In one 18-month period, Ms. Dodd, 38, was rushed almost monthly to the emergency room, spent weeks in the intensive care unit and accumulated more than $191,000 in unpaid bills.
That is when nurses at the Seton Family of Hospitals tagged her as a 'frequent flier,' a repeat visitor whose ailments and expenses might be curbed with more regular care. The hospital began offering her free primary care through its charity program.
With the number of uninsured people in the United States reaching a record 46.6 million last year, up by 7 million from 2000, Seton is one of a small number of hospital systems around the country to have done the math and acted on it. Officials decided that for many patients with chronic diseases, it would be cheaper to provide free preventive care than to absorb the high cost of repeated emergencies.
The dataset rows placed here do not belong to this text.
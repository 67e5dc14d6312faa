//! # 挂号工作流模块
//!
//! 提供挂号业务流程的核心操作，包括：
//! - 分诊状态机：管理挂号记录 Pending → Running → Complete 的生命周期
//! - 状态更新：按中心做权限隔离的状态变更
//! - 挂号提交：公开表单的校验、照片上传与持久化
//! - 后台管理：中心、医务人员与二维码的维护

pub mod admin;
pub mod registration;
pub mod state_machine;
pub mod status;

// 重新导出主要类型
pub use admin::{AddCenterOutcome, AdminCredentials, AdminService, CenterForm, StaffListing};
pub use registration::{RegistrationForm, RegistrationService};
pub use state_machine::{RegistrationEvent, RegistrationStateMachine};
pub use status::{StatusUpdate, StatusWorkflow};
//! REST API client module for the marketplace backend.
//!
//! This module provides the `ApiClient` through which every backend call is
//! made. Requests carry a bearer token read from the session store; responses
//! use a `{status, data, message}` envelope.

pub mod client;
pub mod error;

pub use client::{Ack, ApiClient, Auth, Envelope, LOGGED_OUT_MESSAGE};
pub use error::{ApiError, CONNECTIVITY_MESSAGE, GENERIC_MESSAGE};
//! Push notification registration.
//!
//! The device token comes from the platform's push provider through a
//! `DeviceRegistrar`. `PushService` keeps two bookkeeping keys in the store
//! (`fcm_token` and `fcm_token_sent`) and reports the token to the backend
//! under the logged-in role's route. Every operation here is a side effect
//! of the session lifecycle; callers log failures and carry on.

use std::sync::Arc;

use anyhow::Result;
use async_trait::async_trait;
use serde_json::json;
use tracing::{debug, info, warn};

use crate::api::ApiClient;
use crate::store::KeyValueStore;

/// Device push token as last obtained from the registrar.
pub const KEY_DEVICE_TOKEN: &str = "fcm_token";

/// `"true"` once the backend has accepted the device token.
pub const KEY_TOKEN_SENT: &str = "fcm_token_sent";

/// Source of device push tokens.
#[async_trait]
pub trait DeviceRegistrar: Send + Sync {
    /// Obtain a push token. `Ok(None)` means push is unavailable here, e.g.
    /// permission was denied or the device cannot receive pushes.
    async fn register(&self) -> Result<Option<String>>;
}

/// Registrar for hosts without a push provider.
#[derive(Debug, Default, Clone, Copy)]
pub struct UnsupportedRegistrar;

#[async_trait]
impl DeviceRegistrar for UnsupportedRegistrar {
    async fn register(&self) -> Result<Option<String>> {
        debug!("Push notifications unsupported on this host");
        Ok(None)
    }
}

/// Registrar that hands out a token supplied up front.
#[derive(Debug, Clone)]
pub struct StaticRegistrar {
    token: String,
}

impl StaticRegistrar {
    pub fn new(token: impl Into<String>) -> Self {
        Self { token: token.into() }
    }
}

#[async_trait]
impl DeviceRegistrar for StaticRegistrar {
    async fn register(&self) -> Result<Option<String>> {
        Ok(Some(self.token.clone()).filter(|t| !t.is_empty()))
    }
}

/// Drop both push bookkeeping keys.
pub fn clear_registration(store: &dyn KeyValueStore) -> Result<()> {
    store.multi_remove(&[KEY_DEVICE_TOKEN, KEY_TOKEN_SENT])
}

#[derive(Clone)]
pub struct PushService {
    api: ApiClient,
    registrar: Arc<dyn DeviceRegistrar>,
}

impl PushService {
    pub fn new(api: ApiClient, registrar: Arc<dyn DeviceRegistrar>) -> Self {
        Self { api, registrar }
    }

    fn kv(&self) -> &Arc<dyn KeyValueStore> {
        self.api.session().kv()
    }

    pub fn device_token(&self) -> Result<Option<String>> {
        Ok(self.kv().get(KEY_DEVICE_TOKEN)?.filter(|t| !t.is_empty()))
    }

    pub fn token_sent(&self) -> Result<bool> {
        Ok(self.kv().get(KEY_TOKEN_SENT)?.as_deref() == Some("true"))
    }

    /// Reuse the stored device token, or register for a new one.
    pub async fn initialize(&self) -> Result<Option<String>> {
        if let Some(token) = self.device_token()? {
            debug!("Reusing stored device token");
            return Ok(Some(token));
        }
        self.register().await
    }

    /// Ask the registrar for a token and persist it.
    pub async fn register(&self) -> Result<Option<String>> {
        let token = self.registrar.register().await?;
        match &token {
            Some(token) => {
                self.kv().set(KEY_DEVICE_TOKEN, token)?;
                debug!("Device token stored");
            }
            None => debug!("No device token available"),
        }
        Ok(token)
    }

    /// Report a device token to the backend under the persisted role's route.
    /// Falls back to the stored token. Returns `false` when there is no token
    /// or no role to report under.
    pub async fn save_to_backend(&self, token: Option<&str>) -> Result<bool> {
        let token = match token {
            Some(token) => Some(token.to_string()),
            None => self.device_token()?,
        };
        let Some(token) = token else {
            debug!("No device token to save");
            return Ok(false);
        };
        let Some(role) = self.api.session().persisted_role()? else {
            debug!("No role to save device token under");
            return Ok(false);
        };

        self.api
            .post_action(role.routes().save_push_token, Some(&json!({ "fcm_token": token })))
            .await?;
        self.kv().set(KEY_TOKEN_SENT, "true")?;
        info!(role = %role, "Device token saved to backend");
        Ok(true)
    }

    /// Register and report the device token unless the backend already has
    /// it. Returns whether a token was sent.
    pub async fn sync(&self) -> Result<bool> {
        if self.token_sent()? {
            debug!("Device token already sent");
            return Ok(false);
        }
        match self.register().await? {
            Some(token) => self.save_to_backend(Some(&token)).await,
            None => Ok(false),
        }
    }

    /// Ask the backend to forget this device. The sent flag is cleared
    /// whether or not the backend call succeeds.
    pub async fn remove_from_backend(&self) -> Result<bool> {
        let Some(token) = self.device_token()? else {
            debug!("No device token to remove");
            return Ok(true);
        };
        let Some(role) = self.api.session().persisted_role()? else {
            self.kv().remove(KEY_TOKEN_SENT)?;
            return Ok(true);
        };

        let result = self
            .api
            .post_action(role.routes().remove_push_token, Some(&json!({ "fcm_token": token })))
            .await;
        self.kv().remove(KEY_TOKEN_SENT)?;
        match result {
            Ok(_) => {
                info!(role = %role, "Device token removed from backend");
                Ok(true)
            }
            Err(e) => {
                warn!(error = %e, "Failed to remove device token from backend");
                Err(e.into())
            }
        }
    }

    /// Forget the device token locally. The backend is not contacted.
    pub fn cleanup(&self) -> Result<()> {
        clear_registration(self.kv().as_ref())
    }
}
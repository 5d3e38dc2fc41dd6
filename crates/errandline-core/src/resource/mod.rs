//! Cache-then-network views over backend resources.
//!
//! A `ResourceView` shows the cached payload immediately, fetches in the
//! background, and on failure keeps showing what was cached. Only the most
//! recently started refresh may write; results of older ones are discarded.

pub mod kinds;

pub use kinds::{DispatcherOrders, Transactions, VendorDashboardResource, VendorItems, VendorOrders};

use std::sync::atomic::{AtomicU64, Ordering};
use std::sync::{RwLock, RwLockReadGuard, RwLockWriteGuard};

use anyhow::Result;
use async_trait::async_trait;
use serde::{de::DeserializeOwned, Serialize};
use tracing::{debug, warn};

use crate::api::{ApiClient, ApiError};
use crate::cache::{CacheManager, CachedData};
use crate::models::{Order, OrderCollection};
use crate::notify::Notice;

/// A backend resource with a cache slot.
#[async_trait]
pub trait Resource: Send + Sync + 'static {
    type Payload: Serialize + DeserializeOwned + Clone + Send + Sync + 'static;

    /// Cache slot name, stored as `cache.<key>`.
    fn key(&self) -> &'static str;

    /// Display name used in refresh notices, e.g. "Orders".
    fn label(&self) -> &'static str;

    /// Whether refreshes raise success/failure notices.
    fn notifies(&self) -> bool {
        true
    }

    async fn fetch(&self, api: &ApiClient) -> Result<Self::Payload, ApiError>;

    /// Runs after a successful fetch has been stored.
    fn on_fetched(&self, _api: &ApiClient, _payload: &Self::Payload) {}
}

/// Result of a refresh.
#[derive(Debug)]
pub enum FetchOutcome<T> {
    /// The fetch succeeded and is now shown and cached.
    Fresh(T),
    /// The fetch failed; the cached payload (if any) is shown instead.
    Fallback { cached: Option<T>, error: ApiError },
    /// A newer refresh started before this one finished.
    Superseded,
}

impl<T> FetchOutcome<T> {
    pub fn is_fresh(&self) -> bool {
        matches!(self, FetchOutcome::Fresh(_))
    }

    /// Whatever this refresh left on screen.
    pub fn data(&self) -> Option<&T> {
        match self {
            FetchOutcome::Fresh(data) => Some(data),
            FetchOutcome::Fallback { cached, .. } => cached.as_ref(),
            FetchOutcome::Superseded => None,
        }
    }

    pub fn error(&self) -> Option<&ApiError> {
        match self {
            FetchOutcome::Fallback { error, .. } => Some(error),
            _ => None,
        }
    }
}

pub struct ResourceView<R: Resource> {
    resource: R,
    api: ApiClient,
    cache: CacheManager,
    state: RwLock<Option<CachedData<R::Payload>>>,
    generation: AtomicU64,
}

impl<R: Resource> ResourceView<R> {
    pub fn new(resource: R, api: ApiClient) -> Self {
        let cache = CacheManager::new(api.session().kv().clone());
        Self {
            resource,
            api,
            cache,
            state: RwLock::new(None),
            generation: AtomicU64::new(0),
        }
    }

    pub fn resource(&self) -> &R {
        &self.resource
    }

    fn read_state(&self) -> RwLockReadGuard<'_, Option<CachedData<R::Payload>>> {
        self.state.read().unwrap_or_else(|poisoned| poisoned.into_inner())
    }

    fn write_state(&self) -> RwLockWriteGuard<'_, Option<CachedData<R::Payload>>> {
        self.state.write().unwrap_or_else(|poisoned| poisoned.into_inner())
    }

    /// The cached entry, treating unreadable entries as absent.
    fn load_cached(&self) -> Option<CachedData<R::Payload>> {
        match self.cache.load(self.resource.key()) {
            Ok(entry) => entry,
            Err(e) => {
                warn!(cache = self.resource.key(), error = %e, "Ignoring unreadable cache entry");
                None
            }
        }
    }

    /// Show the cached payload, if any. No network.
    pub fn hydrate(&self) -> Option<R::Payload> {
        let cached = self.load_cached();
        let data = cached.as_ref().map(|entry| entry.data.clone());
        if cached.is_some() {
            *self.write_state() = cached;
        }
        data
    }

    pub fn current(&self) -> Option<R::Payload> {
        self.read_state().as_ref().map(|entry| entry.data.clone())
    }

    /// "Last updated" label for the payload on screen.
    pub fn last_updated(&self) -> Option<String> {
        self.read_state().as_ref().map(|entry| entry.age_display())
    }

    /// Fetch from the network, falling back to the cache on failure.
    pub async fn refresh(&self) -> FetchOutcome<R::Payload> {
        let generation = self.generation.fetch_add(1, Ordering::SeqCst) + 1;
        let key = self.resource.key();
        debug!(resource = key, generation, "Refreshing");

        let result = self.resource.fetch(&self.api).await;

        let mut state = self.write_state();
        if self.generation.load(Ordering::SeqCst) != generation {
            debug!(resource = key, generation, "Discarding superseded refresh");
            return FetchOutcome::Superseded;
        }

        match result {
            Ok(payload) => {
                let entry = CachedData::new(payload.clone());
                if let Err(e) = self.cache.save_entry(key, &entry) {
                    warn!(cache = key, error = %e, "Failed to write cache");
                }
                *state = Some(entry);
                drop(state);

                self.resource.on_fetched(&self.api, &payload);
                if self.resource.notifies() {
                    self.api
                        .notifier()
                        .notify(Notice::success(format!("{} updated successfully!", self.resource.label())));
                }
                FetchOutcome::Fresh(payload)
            }
            Err(error) => {
                warn!(resource = key, error = %error, "Refresh failed, showing cached data");
                let cached = self.load_cached();
                let data = cached.as_ref().map(|entry| entry.data.clone());
                if cached.is_some() {
                    *state = cached;
                }
                drop(state);

                if self.resource.notifies() {
                    self.api.notifier().notify(Notice::error(format!(
                        "Failed to fetch {}!",
                        self.resource.label().to_lowercase()
                    )));
                }
                FetchOutcome::Fallback { cached: data, error }
            }
        }
    }

    /// The screen regained focus.
    pub async fn on_focus(&self) -> FetchOutcome<R::Payload> {
        self.refresh().await
    }

    /// Apply `edit` to the payload on screen and to the cached copy. The
    /// cache keeps its original timestamp. Returns whether either changed.
    pub fn patch<F>(&self, edit: F) -> Result<bool>
    where
        F: Fn(&mut R::Payload) -> bool,
    {
        let key = self.resource.key();
        let mut state = self.write_state();
        let shown = match state.as_mut() {
            Some(entry) => edit(&mut entry.data),
            None => false,
        };

        let stored = match self.cache.load::<R::Payload>(key)? {
            Some(mut entry) => {
                let changed = edit(&mut entry.data);
                if changed {
                    self.cache.save_entry(key, &entry)?;
                }
                changed
            }
            None => false,
        };
        Ok(shown || stored)
    }
}

impl<R> ResourceView<R>
where
    R: Resource,
    R::Payload: OrderCollection,
{
    /// Look an order up on screen, then in the cache.
    pub fn find_order(&self, id: i64) -> Option<Order> {
        if let Some(order) = self.read_state().as_ref().and_then(|e| e.data.find_order(id).cloned()) {
            return Some(order);
        }
        self.find_cached_order(id)
    }

    /// Look an order up in the cached list only.
    pub fn find_cached_order(&self, id: i64) -> Option<Order> {
        self.load_cached()?.data.find_order(id).cloned()
    }

    /// Set an order's status on screen and in the cache.
    pub fn patch_order(&self, id: i64, status: &str) -> Result<bool> {
        self.patch(|orders| orders.set_order_status(id, status))
    }
}
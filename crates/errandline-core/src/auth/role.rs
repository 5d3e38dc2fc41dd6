use std::fmt;
use std::str::FromStr;

use serde::{Deserialize, Serialize};

use super::SessionError;

/// The two actor types the client can be logged in as.
#[derive(Debug, Clone, Copy, PartialEq, Eq, Hash, Serialize, Deserialize)]
#[serde(rename_all = "lowercase")]
pub enum Role {
    Dispatcher,
    Vendor,
}

/// Backend routes that exist for both roles under different prefixes.
#[derive(Debug, Clone, Copy, PartialEq, Eq)]
pub struct RoleRoutes {
    pub login: &'static str,
    pub orders: &'static str,
    pub transactions: &'static str,
    pub save_push_token: &'static str,
    pub remove_push_token: &'static str,
}

const DISPATCHER_ROUTES: RoleRoutes = RoleRoutes {
    login: "/dispatch/login",
    orders: "/dispatch/orders",
    transactions: "/dispatch/transactions",
    save_push_token: "/dispatch/save-fcm-token",
    remove_push_token: "/dispatch/remove-fcm-token",
};

const VENDOR_ROUTES: RoleRoutes = RoleRoutes {
    login: "/vendor/login",
    orders: "/vendor/orders",
    transactions: "/vendor/transactions",
    save_push_token: "/vendor/save-fcm-token",
    remove_push_token: "/vendor/remove-fcm-token",
};

impl Role {
    pub const ALL: [Role; 2] = [Role::Dispatcher, Role::Vendor];

    pub fn as_str(&self) -> &'static str {
        match self {
            Role::Dispatcher => "dispatcher",
            Role::Vendor => "vendor",
        }
    }

    pub fn display_name(&self) -> &'static str {
        match self {
            Role::Dispatcher => "Dispatcher",
            Role::Vendor => "Vendor",
        }
    }

    pub fn routes(&self) -> &'static RoleRoutes {
        match self {
            Role::Dispatcher => &DISPATCHER_ROUTES,
            Role::Vendor => &VENDOR_ROUTES,
        }
    }

    /// Vendors log in with a username, dispatchers with an email address.
    pub fn uses_username(&self) -> bool {
        matches!(self, Role::Vendor)
    }
}

impl fmt::Display for Role {
    fn fmt(&self, f: &mut fmt::Formatter<'_>) -> fmt::Result {
        f.write_str(self.as_str())
    }
}

impl FromStr for Role {
    type Err = SessionError;

    /// Exact match only; role strings are written by this client.
    fn from_str(s: &str) -> Result<Self, Self::Err> {
        Role::ALL
            .into_iter()
            .find(|role| role.as_str() == s)
            .ok_or_else(|| SessionError::InvalidRole(s.to_string()))
    }
}
use std::collections::HashMap;
use std::sync::RwLock;

use anyhow::{anyhow, Result};

use super::KeyValueStore;

/// In-memory store. Contents are lost when the process exits.
#[derive(Debug, Default)]
pub struct MemoryStore {
    entries: RwLock<HashMap<String, String>>,
}

impl MemoryStore {
    pub fn new() -> Self {
        Self::default()
    }

    pub fn len(&self) -> usize {
        self.entries.read().map(|e| e.len()).unwrap_or(0)
    }

    pub fn is_empty(&self) -> bool {
        self.len() == 0
    }
}

impl KeyValueStore for MemoryStore {
    fn get(&self, key: &str) -> Result<Option<String>> {
        let entries = self.entries.read().map_err(|_| anyhow!("memory store lock poisoned"))?;
        Ok(entries.get(key).cloned())
    }

    fn set(&self, key: &str, value: &str) -> Result<()> {
        let mut entries = self.entries.write().map_err(|_| anyhow!("memory store lock poisoned"))?;
        entries.insert(key.to_string(), value.to_string());
        Ok(())
    }

    fn remove(&self, key: &str) -> Result<()> {
        let mut entries = self.entries.write().map_err(|_| anyhow!("memory store lock poisoned"))?;
        entries.remove(key);
        Ok(())
    }

    fn keys(&self) -> Result<Vec<String>> {
        let entries = self.entries.read().map_err(|_| anyhow!("memory store lock poisoned"))?;
        Ok(entries.keys().cloned().collect())
    }
}
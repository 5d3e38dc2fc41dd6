//! Lenient deserializers for backend payload fields.
//!
//! The backend is inconsistent about scalar encodings: amounts come back as
//! `"6000.00"` or `6000`, ids as `42` or `"42"`, nested objects sometimes as
//! JSON-encoded strings. These helpers normalize once, at the boundary.

use serde::de::{DeserializeOwned, Error};
use serde::{Deserialize, Deserializer};
use serde_json::Value;

/// Interpret a JSON value as a number, accepting numeric strings.
pub fn value_as_f64(value: &Value) -> Option<f64> {
    match value {
        Value::Number(n) => n.as_f64(),
        Value::String(s) => s.trim().replace(',', "").parse().ok(),
        _ => None,
    }
}

/// Interpret a JSON value as an integer id, accepting numeric strings.
pub fn value_as_i64(value: &Value) -> Option<i64> {
    match value {
        Value::Number(n) => n.as_i64(),
        Value::String(s) => s.trim().parse().ok(),
        _ => None,
    }
}

/// Interpret a JSON value as a non-empty string, stringifying numbers.
pub fn value_as_string(value: &Value) -> Option<String> {
    match value {
        Value::String(s) if !s.trim().is_empty() => Some(s.clone()),
        Value::Number(n) => Some(n.to_string()),
        _ => None,
    }
}

pub fn opt_amount<'de, D>(deserializer: D) -> Result<Option<f64>, D::Error>
where
    D: Deserializer<'de>,
{
    let value = Option::<Value>::deserialize(deserializer)?;
    Ok(value.as_ref().and_then(value_as_f64))
}

pub fn opt_string<'de, D>(deserializer: D) -> Result<Option<String>, D::Error>
where
    D: Deserializer<'de>,
{
    let value = Option::<Value>::deserialize(deserializer)?;
    Ok(value.as_ref().and_then(value_as_string))
}

pub fn id<'de, D>(deserializer: D) -> Result<i64, D::Error>
where
    D: Deserializer<'de>,
{
    let value = Value::deserialize(deserializer)?;
    value_as_i64(&value).ok_or_else(|| D::Error::custom(format!("invalid id: {}", value)))
}

pub fn opt_id<'de, D>(deserializer: D) -> Result<Option<i64>, D::Error>
where
    D: Deserializer<'de>,
{
    let value = Option::<Value>::deserialize(deserializer)?;
    Ok(value.as_ref().and_then(value_as_i64))
}

/// A non-negative count sent as a number or a numeric string. `null` and
/// unparseable values count as zero.
pub fn count<'de, D>(deserializer: D) -> Result<u64, D::Error>
where
    D: Deserializer<'de>,
{
    let value = Option::<Value>::deserialize(deserializer)?;
    let n = value
        .as_ref()
        .and_then(|v| value_as_i64(v).or_else(|| value_as_f64(v).map(|f| f as i64)))
        .unwrap_or(0);
    Ok(n.max(0) as u64)
}

/// `null` becomes the type's default (e.g. an empty list).
pub fn null_default<'de, D, T>(deserializer: D) -> Result<T, D::Error>
where
    D: Deserializer<'de>,
    T: Default + Deserialize<'de>,
{
    Ok(Option::<T>::deserialize(deserializer)?.unwrap_or_default())
}

/// Accept either an embedded object or a JSON-encoded string of one.
pub fn embedded_json<'de, D, T>(deserializer: D) -> Result<Option<T>, D::Error>
where
    D: Deserializer<'de>,
    T: DeserializeOwned,
{
    match Option::<Value>::deserialize(deserializer)? {
        None | Some(Value::Null) => Ok(None),
        Some(Value::String(s)) if s.trim().is_empty() => Ok(None),
        Some(Value::String(s)) => serde_json::from_str(&s).map(Some).map_err(D::Error::custom),
        Some(other) => serde_json::from_value(other).map(Some).map_err(D::Error::custom),
    }
}

#[cfg(test)]
mod tests {
    use super::*;
    use serde_json::json;

    #[test]
    fn test_value_as_f64() {
        assert_eq!(value_as_f64(&json!(6000)), Some(6000.0));
        assert_eq!(value_as_f64(&json!("6000.00")), Some(6000.0));
        assert_eq!(value_as_f64(&json!("12,500.50")), Some(12500.5));
        assert_eq!(value_as_f64(&json!("n/a")), None);
        assert_eq!(value_as_f64(&json!(null)), None);
    }

    #[test]
    fn test_value_as_string() {
        assert_eq!(value_as_string(&json!("TX-1")), Some("TX-1".to_string()));
        assert_eq!(value_as_string(&json!(991)), Some("991".to_string()));
        assert_eq!(value_as_string(&json!("  ")), None);
        assert_eq!(value_as_string(&json!(false)), None);
    }

    #[derive(Deserialize)]
    struct Counted {
        #[serde(default, deserialize_with = "count")]
        n: u64,
    }

    #[test]
    fn test_count_accepts_numbers_strings_and_null() {
        let n = |json: &str| serde_json::from_str::<Counted>(json).unwrap().n;
        assert_eq!(n(r#"{"n": 12}"#), 12);
        assert_eq!(n(r#"{"n": "12"}"#), 12);
        assert_eq!(n(r#"{"n": "3.0"}"#), 3);
        assert_eq!(n(r#"{"n": null}"#), 0);
        assert_eq!(n(r#"{"n": -4}"#), 0);
        assert_eq!(n(r#"{}"#), 0);
    }
}
//! Vendor account operations: catalogue prices and payouts.
//!
//! Callers refresh the `vendor_items` view after a successful item change;
//! nothing here touches the cache.

use serde_json::{json, Map, Value};
use tracing::{info, warn};

use crate::api::{Ack, ApiClient, ApiError};
use crate::models::ItemPrice;
use crate::notify::Notice;
use crate::orders::ActionError;
use crate::validation::{parse_amount, parse_price, ValidationError};

pub const WITHDRAW_ROUTE: &str = "/vendor/sendMoney";

pub fn item_price_route(item_id: i64) -> String {
    format!("/vendor/vendoritem/{}", item_id)
}

pub fn delete_item_route(item_id: i64) -> String {
    format!("/vendor/{}", item_id)
}

/// A validated new price for a catalogue item.
#[derive(Debug, Clone, PartialEq)]
pub struct PriceUpdate(ItemPrice);

impl PriceUpdate {
    /// One price for the item. Must be positive.
    pub fn flat(price: &str) -> Result<Self, ValidationError> {
        match parse_price(price, "price")? {
            Some(price) => Ok(Self(ItemPrice::Flat(price))),
            None => Err(ValidationError::InvalidPrice("price")),
        }
    }

    /// Per-service laundry prices. Blank fields are left unchanged; at least
    /// one must be given.
    pub fn laundry(wash: &str, iron: &str, starch: &str) -> Result<Self, ValidationError> {
        if [wash, iron, starch].iter().all(|p| p.trim().is_empty()) {
            return Err(ValidationError::NoPrice);
        }
        Ok(Self(ItemPrice::Laundry {
            wash: parse_price(wash, "wash price")?,
            iron: parse_price(iron, "iron price")?,
            starch: parse_price(starch, "starch price")?,
        }))
    }

    pub fn price(&self) -> &ItemPrice {
        &self.0
    }

    pub fn body(&self) -> Value {
        match &self.0 {
            ItemPrice::Flat(price) => json!({ "price": price }),
            ItemPrice::Laundry { wash, iron, starch } => {
                let mut body = Map::new();
                for (name, price) in [("wash", wash), ("iron", iron), ("starch", starch)] {
                    if let Some(price) = price {
                        body.insert(name.to_string(), json!(price));
                    }
                }
                Value::Object(body)
            }
        }
    }
}

#[derive(Clone)]
pub struct VendorService {
    api: ApiClient,
}

impl VendorService {
    pub fn new(api: ApiClient) -> Self {
        Self { api }
    }

    fn notify_success(&self, message: impl Into<String>) {
        self.api.notifier().notify(Notice::success(message));
    }

    pub async fn update_item_price(&self, item_id: i64, update: &PriceUpdate) -> Result<Ack, ActionError> {
        let ack = self.api.put_action(&item_price_route(item_id), &update.body()).await?;
        info!(item_id, "Item price updated");
        self.notify_success("Item updated successfully!");
        Ok(ack)
    }

    pub async fn delete_item(&self, item_id: i64) -> Result<Ack, ActionError> {
        let ack = self.api.delete_action(&delete_item_route(item_id)).await?;
        info!(item_id, "Item deleted");
        self.notify_success("Item deleted successfully!");
        Ok(ack)
    }

    /// Request a payout of `amount` to the vendor's bank account. A 2xx
    /// answer with `status: false` is a refusal, not a payout.
    pub async fn withdraw(&self, amount: &str) -> Result<Ack, ActionError> {
        if let Err(e) = parse_amount(amount) {
            self.api.notifier().notify(Notice::error(e.to_string()));
            return Err(e.into());
        }
        let ack = self
            .api
            .post_action(WITHDRAW_ROUTE, Some(&json!({ "amount": amount.trim() })))
            .await?;
        if ack.is_rejected() {
            let err = ApiError::Rejected(ack.message.unwrap_or_default());
            warn!(error = %err, "Withdrawal rejected");
            self.api.notifier().notify(Notice::error(err.user_message()));
            return Err(err.into());
        }
        info!("Withdrawal requested");
        self.notify_success(ack.message.clone().unwrap_or_else(|| "Transfer successful".to_string()));
        Ok(ack)
    }
}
With patients like Ms. Dodd, 'they can have better care and we can reduce the costs for the hospital,' said Dr. Melissa Smith, medical director of three community health centers run by Seton, a Roman Catholic hospital network that uses its profits and donations to provide nearly free care to 5,000 of the working poor. Over the last 18 months, Ms. Dodd's health has improved, and her medical bills have been cut nearly in half. . . .
'For most preventive efforts there is an upfront expense,' said Alan D. Aviles, president of the corporation. 'But over the long term it saves money.'
Denver's public system, Denver Health, has 41,000 uninsured patients enrolled in its clinics. Officials there calculate that for every dollar they spend on prenatal care for uninsured women, they save more than $7 in newborn and child care. . . .
Still, only a fraction of the uninsured, in Central Texas and in most other states, are benefiting.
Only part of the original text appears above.